I will choose a period of 10 milliseconds so T = 0.010 second
This means there will be 100 duty cycles per second. It looks like the T could be chosed to be one millisecond but I doubt the PLC part can update the counter that fast. Every 10 milliseconds looks like a good place to start.
To provide 10 bit resolution the PWM output must be able to change the duty cycles from 0/1024 to 1024/1024. In some cases the hardware my only allow 0/1024 to 1023/1024. So there are 100 cycles per second and each one is divided into 1024 parts so the frequency input to the counter is counter is 100*1024=102400
The counter can be programmed to provide pulse outputs. I have seen this done a couple of ways and it depends on the microcontroller used. In all ways I have seen there are two registers. The most common way I have seen the PWM implemented there is 1 register that controlled the on time and another that controllers the off time. The sum of the two registers must be equal to 1024. Hopefully the PLC software deal with this.

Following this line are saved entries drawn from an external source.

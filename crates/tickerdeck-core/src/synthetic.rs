//! Plausible placeholder series derived from a single quote.
//!
//! Used when the provider has no history for a symbol. Intraday series follow
//! a smooth sine around the last price; daily, weekly and monthly series walk
//! backwards with a linear drift plus bounded uniform noise. Every candle is
//! built through [`Candle::enclosing`], so `low <= open, close <= high` holds
//! whatever the noise draws.

use time::{Date, Duration, OffsetDateTime, Weekday};

use crate::domain::{Candle, SeriesOrigin, SeriesResponse};
use crate::normalize::series_key;
use crate::timeframe::months_before;
use crate::{Granularity, Symbol};

/// Buckets in a synthetic intraday series.
pub const INTRADAY_POINTS: usize = 96;
/// Calendar days covered by a synthetic daily series (weekends are skipped).
pub const DAILY_CALENDAR_DAYS: i64 = 30;
pub const WEEKLY_POINTS: i64 = 52;
pub const MONTHLY_POINTS: i64 = 60;

/// Quote fields the generator anchors on.
#[derive(Debug, Clone, Copy, PartialEq)]
pub struct QuoteSnapshot {
    pub price: f64,
    pub previous_close: f64,
    pub day_high: f64,
    pub day_low: f64,
    pub volume: u64,
}

/// Drift/noise coefficients for one end-of-day granularity.
#[derive(Debug, Clone, Copy, PartialEq)]
pub struct WalkProfile {
    /// Fractional price decline per bucket going back in time.
    pub drift: f64,
    /// Half-width of the uniform close noise.
    pub noise: f64,
    /// Fixed high/low offset around the bucket price.
    pub band: f64,
    pub base_volume: f64,
    /// Half-width of the uniform volume spread.
    pub volume_spread: f64,
}

impl WalkProfile {
    pub const DAILY: Self = Self {
        drift: 0.002,
        noise: 0.01,
        band: 0.01,
        base_volume: 1_000_000.0,
        volume_spread: 0.3,
    };
    pub const WEEKLY: Self = Self {
        drift: 0.001,
        noise: 0.015,
        band: 0.02,
        base_volume: 5_000_000.0,
        volume_spread: 0.4,
    };
    pub const MONTHLY: Self = Self {
        drift: 0.004,
        noise: 0.025,
        band: 0.04,
        base_volume: 20_000_000.0,
        volume_spread: 0.5,
    };
}

/// Fabricates candle series. Owns its RNG so tests can pin the sequence.
#[derive(Debug, Clone)]
pub struct SyntheticGenerator {
    rng: fastrand::Rng,
}

impl SyntheticGenerator {
    /// Entropy-seeded; output differs between calls.
    pub fn new() -> Self {
        Self {
            rng: fastrand::Rng::new(),
        }
    }

    pub fn seeded(seed: u64) -> Self {
        Self {
            rng: fastrand::Rng::with_seed(seed),
        }
    }

    /// Builds a non-empty series for `granularity` ending at `now`.
    pub fn generate(
        &mut self,
        symbol: &Symbol,
        granularity: Granularity,
        snapshot: QuoteSnapshot,
        now: OffsetDateTime,
    ) -> SeriesResponse {
        let candles = match granularity {
            Granularity::FiveMinutes | Granularity::SixtyMinutes => {
                intraday(granularity, snapshot, now)
            }
            Granularity::Daily => self.daily(snapshot, now.date()),
            Granularity::Weekly => self.walk(
                snapshot,
                WalkProfile::WEEKLY,
                (0..WEEKLY_POINTS).map(|weeks| (weeks, now.date() - Duration::weeks(weeks))),
            ),
            Granularity::Monthly => self.walk(
                snapshot,
                WalkProfile::MONTHLY,
                (0..MONTHLY_POINTS).filter_map(|months| {
                    months_before(now.date(), months)
                        .and_then(|date| date.replace_day(1).ok())
                        .map(|date| (months, date))
                }),
            ),
        };

        let mut series = SeriesResponse::empty(
            symbol.as_str(),
            granularity,
            format!("{} (synthetic, derived from latest quote)", granularity.description()),
        );
        series.origin = SeriesOrigin::Synthetic;
        for (ts, candle) in candles {
            series.entries.insert(series_key(granularity, ts), candle);
        }
        series.last_refreshed = series.entries.keys().next_back().cloned().unwrap_or_default();
        series
    }

    fn daily(&mut self, snapshot: QuoteSnapshot, today: Date) -> Vec<(OffsetDateTime, Candle)> {
        let dates = (0..DAILY_CALENDAR_DAYS)
            .map(|days_ago| (days_ago, today - Duration::days(days_ago)))
            .filter(|(_, date)| !matches!(date.weekday(), Weekday::Saturday | Weekday::Sunday));
        self.walk(snapshot, WalkProfile::DAILY, dates)
    }

    /// Walks backwards over `(steps_back, date)` pairs; each date drifts
    /// `steps_back * drift` below the anchor price. `steps_back` counts
    /// calendar buckets, so skipped dates still advance the drift.
    fn walk(
        &mut self,
        snapshot: QuoteSnapshot,
        profile: WalkProfile,
        dates: impl Iterator<Item = (i64, Date)>,
    ) -> Vec<(OffsetDateTime, Candle)> {
        let anchor = snapshot.price;
        dates
            .map(|(steps_back, date)| {
                let drifted = anchor * (1.0 - profile.drift * steps_back as f64);
                let price = drifted * (1.0 + self.uniform(-profile.noise, profile.noise));
                let half_noise = profile.noise / 2.0;
                let open = price * (1.0 + self.uniform(-half_noise, half_noise));
                let high = price * (1.0 + profile.band);
                let low = price * (1.0 - profile.band);
                let volume = profile.base_volume
                    * (1.0 + self.uniform(-profile.volume_spread, profile.volume_spread));

                let candle = Candle::enclosing(open, high, low, price, volume.round() as u64);
                (date.midnight().assume_utc(), candle)
            })
            .collect()
    }

    fn uniform(&mut self, low: f64, high: f64) -> f64 {
        low + (high - low) * self.rng.f64()
    }
}

impl Default for SyntheticGenerator {
    fn default() -> Self {
        Self::new()
    }
}

/// Sine wave around the last price, one bucket per interval step walking back
/// from `now` aligned down to the interval. No randomness.
fn intraday(
    granularity: Granularity,
    snapshot: QuoteSnapshot,
    now: OffsetDateTime,
) -> Vec<(OffsetDateTime, Candle)> {
    let step = granularity.intraday_step().unwrap_or(Duration::minutes(5));
    let step_seconds = step.whole_seconds().max(1);
    let aligned = now - Duration::seconds(now.unix_timestamp().rem_euclid(step_seconds));
    let aligned = aligned.replace_nanosecond(0).unwrap_or(aligned);
    let price = snapshot.price;
    let volume = snapshot.volume / INTRADAY_POINTS as u64;

    (0..INTRADAY_POINTS)
        .map(|index| {
            let ts = aligned - step * index as i32;
            let point = price + (index as f64 / 10.0).sin() * 0.01 * price;
            let candle = Candle::enclosing(point - 0.1, point + 0.2, point - 0.2, point, volume);
            (ts, candle)
        })
        .collect()
}

#[cfg(test)]
mod tests {
    use super::*;
    use time::macros::datetime;

    fn snapshot(price: f64) -> QuoteSnapshot {
        QuoteSnapshot {
            price,
            previous_close: price - 2.0,
            day_high: price + 1.0,
            day_low: price - 1.0,
            volume: 9_600_000,
        }
    }

    fn symbol() -> Symbol {
        Symbol::parse("AAPL").expect("symbol")
    }

    #[test]
    fn intraday_has_96_aligned_buckets() {
        let mut generator = SyntheticGenerator::seeded(7);
        let now = datetime!(2024-03-06 14:37:12 UTC);
        let series = generator.generate(&symbol(), Granularity::FiveMinutes, snapshot(150.0), now);

        assert_eq!(series.len(), INTRADAY_POINTS);
        assert_eq!(series.last_refreshed, "2024-03-06 14:35:00");
        let latest = series.entries["2024-03-06 14:35:00"];
        assert_eq!(latest.close, 150.0);
        assert_eq!(latest.volume, 100_000);
    }

    #[test]
    fn sixty_minute_series_steps_by_the_hour() {
        let mut generator = SyntheticGenerator::seeded(7);
        let now = datetime!(2024-03-06 14:37:12 UTC);
        let series = generator.generate(&symbol(), Granularity::SixtyMinutes, snapshot(150.0), now);

        assert_eq!(series.len(), INTRADAY_POINTS);
        assert!(series.entries.contains_key("2024-03-06 13:00:00"));
        assert!(series.entries.contains_key("2024-03-02 15:00:00"));
    }

    #[test]
    fn every_synthetic_candle_is_well_ordered() {
        let mut generator = SyntheticGenerator::seeded(42);
        let now = datetime!(2024-03-06 14:37:12 UTC);
        for granularity in Granularity::ALL {
            let series = generator.generate(&symbol(), granularity, snapshot(0.5), now);
            assert!(!series.is_empty());
            for candle in series.entries.values() {
                assert!(candle.is_well_ordered(), "{granularity}: {candle:?}");
            }
        }
    }

    #[test]
    fn daily_skips_weekends() {
        let mut generator = SyntheticGenerator::seeded(1);
        let now = datetime!(2024-03-06 20:00:00 UTC);
        let series = generator.generate(&symbol(), Granularity::Daily, snapshot(150.0), now);

        assert_eq!(series.len(), 22);
        assert!(!series.entries.contains_key("2024-03-03"));
        assert!(!series.entries.contains_key("2024-03-02"));
        let latest = series.entries["2024-03-06"];
        assert!((latest.close - 150.0).abs() <= 1.5);
    }

    #[test]
    fn daily_drift_counts_calendar_days() {
        let now = datetime!(2024-03-06 20:00:00 UTC);
        for seed in 0..20 {
            let mut generator = SyntheticGenerator::seeded(seed);
            let series = generator.generate(&symbol(), Granularity::Daily, snapshot(150.0), now);

            // 2024-02-06 is 29 calendar days back but only 21 weekdays back.
            let expected = 150.0 * (1.0 - 0.002 * 29.0);
            let close = series.entries["2024-02-06"].close;
            assert!(
                (close - expected).abs() <= expected * 0.01 + 1e-9,
                "seed {seed}: close {close} not near {expected}"
            );
        }
    }

    #[test]
    fn high_low_band_is_fixed_per_granularity() {
        let now = datetime!(2024-03-06 20:00:00 UTC);
        let cases = [
            (Granularity::Daily, WalkProfile::DAILY),
            (Granularity::Weekly, WalkProfile::WEEKLY),
            (Granularity::Monthly, WalkProfile::MONTHLY),
        ];
        let mut generator = SyntheticGenerator::seeded(5);
        for (granularity, profile) in cases {
            let series = generator.generate(&symbol(), granularity, snapshot(150.0), now);
            for candle in series.entries.values() {
                let high = candle.close * (1.0 + profile.band);
                let low = candle.close * (1.0 - profile.band);
                assert!((candle.high - high).abs() < 1e-9, "{granularity}: {candle:?}");
                assert!((candle.low - low).abs() < 1e-9, "{granularity}: {candle:?}");
            }
        }
    }

    #[test]
    fn weekly_and_monthly_lengths() {
        let mut generator = SyntheticGenerator::seeded(3);
        let now = datetime!(2024-03-06 20:00:00 UTC);
        let weekly = generator.generate(&symbol(), Granularity::Weekly, snapshot(150.0), now);
        let monthly = generator.generate(&symbol(), Granularity::Monthly, snapshot(150.0), now);

        assert_eq!(weekly.len(), 52);
        assert_eq!(monthly.len(), 60);
        assert!(monthly.entries.contains_key("2024-03-01"));
        assert!(monthly.entries.contains_key("2019-04-01"));
    }

    #[test]
    fn same_seed_same_series() {
        let now = datetime!(2024-03-06 20:00:00 UTC);
        let first = SyntheticGenerator::seeded(9).generate(&symbol(), Granularity::Daily, snapshot(150.0), now);
        let second = SyntheticGenerator::seeded(9).generate(&symbol(), Granularity::Daily, snapshot(150.0), now);
        assert_eq!(first, second);
    }
}
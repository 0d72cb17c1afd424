use std::sync::{Mutex, MutexGuard};
use std::time::{Duration, Instant};

/// State of the breaker guarding upstream provider calls.
#[derive(Debug, Clone, Copy, PartialEq, Eq)]
pub enum CircuitState {
    Closed,
    Open,
    HalfOpen,
}

#[derive(Debug, Clone, Copy, PartialEq, Eq)]
pub struct CircuitBreakerConfig {
    pub failure_threshold: u32,
    pub open_timeout: Duration,
}

impl Default for CircuitBreakerConfig {
    fn default() -> Self {
        Self {
            failure_threshold: 3,
            open_timeout: Duration::from_secs(30),
        }
    }
}

#[derive(Debug)]
struct CircuitInner {
    state: CircuitState,
    consecutive_failures: u32,
    opened_at: Option<Instant>,
}

/// Counts consecutive upstream failures and short-circuits calls while open.
///
/// A rejected call never reaches the network; the adapter reports it as an
/// upstream failure so the fallback policy treats it like any other outage.
#[derive(Debug)]
pub struct CircuitBreaker {
    config: CircuitBreakerConfig,
    inner: Mutex<CircuitInner>,
}

impl Default for CircuitBreaker {
    fn default() -> Self {
        Self::new(CircuitBreakerConfig::default())
    }
}

impl CircuitBreaker {
    pub fn new(config: CircuitBreakerConfig) -> Self {
        Self {
            config,
            inner: Mutex::new(CircuitInner {
                state: CircuitState::Closed,
                consecutive_failures: 0,
                opened_at: None,
            }),
        }
    }

    // A poisoned lock only means a panic elsewhere mid-update; the counters
    // are still usable.
    fn lock(&self) -> MutexGuard<'_, CircuitInner> {
        self.inner
            .lock()
            .unwrap_or_else(|poisoned| poisoned.into_inner())
    }

    pub fn allow_request(&self) -> bool {
        let mut inner = self.lock();
        match inner.state {
            CircuitState::Closed | CircuitState::HalfOpen => true,
            CircuitState::Open => {
                let can_probe = inner
                    .opened_at
                    .is_some_and(|opened_at| opened_at.elapsed() >= self.config.open_timeout);
                if can_probe {
                    tracing::debug!("circuit half-open, probing upstream");
                    inner.state = CircuitState::HalfOpen;
                    inner.opened_at = None;
                }
                can_probe
            }
        }
    }

    pub fn record_success(&self) {
        let mut inner = self.lock();
        if inner.state != CircuitState::Closed {
            tracing::info!("circuit closed after successful probe");
        }
        inner.state = CircuitState::Closed;
        inner.consecutive_failures = 0;
        inner.opened_at = None;
    }

    pub fn record_failure(&self) {
        let mut inner = self.lock();
        inner.consecutive_failures = inner.consecutive_failures.saturating_add(1);

        if inner.state == CircuitState::HalfOpen
            || inner.consecutive_failures >= self.config.failure_threshold
        {
            if inner.state != CircuitState::Open {
                tracing::warn!(
                    failures = inner.consecutive_failures,
                    "circuit opened for upstream provider"
                );
            }
            inner.state = CircuitState::Open;
            inner.opened_at = Some(Instant::now());
        }
    }

    pub fn state(&self) -> CircuitState {
        self.lock().state
    }

    pub fn consecutive_failures(&self) -> u32 {
        self.lock().consecutive_failures
    }
}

Ripple. How much does the volatage output change worse case?
If you look at the equation above and assume vout=0 and apply and apply a 10 volt input over 10 milliseconds then
vout(T)=vout(0)*(1-exp(-T/(R*C))*10volts
since
vout(0)=0 and vin=10
vout(T)=(1-exp(-T/(R*C))*vin
This can be approximated by
vout(T)=(T/RC*T)*vin(T)
If RC=0.1 seconds an T=0.01 the ripple will be approximately
vout(T)=(1-exp(-T/(R*C))*vin
or about 0.9 volts. That is a lot of ripple even if it is worse case. The ripple can be reduced by about a factor of 10 by making the PWM cyclee rate faster by a factor of 10 or making the RC time constant longer by a factor 10. Both solutions aren't very good. First, I doubt the PLC microcontroller can update the PWM registers every millisecond. You could be satified with just updating the counters whenever you can after a one millisecond period expired. Note, this also means you need to program the counter to have an input 10 time higher or about 1024000 counts per second. Second, increasing the time constant by a factor of 10 makes the RC time constant 1 second which is very long. It will take 5 time constants for the signal to reach within 1% of the 10 volt input signal. I asked this before, how quickly must the valve be able to respond? Since the 1 millisecond sample time is doubtful the only other practical option is to lengthen the time constant or just use the ripple as a dither.
About time constants. Calculating the time constant is easy. Just multiply the resistor valve by the capacitor value. For example, a 100K ohm resistor used with a 1 microfarad capacitor will provide a 0.1 second time constant. Another option is a 10K ohm resistor and a 10 microfard will do. The practical aspect of this is that capactitors in the microfard range are relatively large.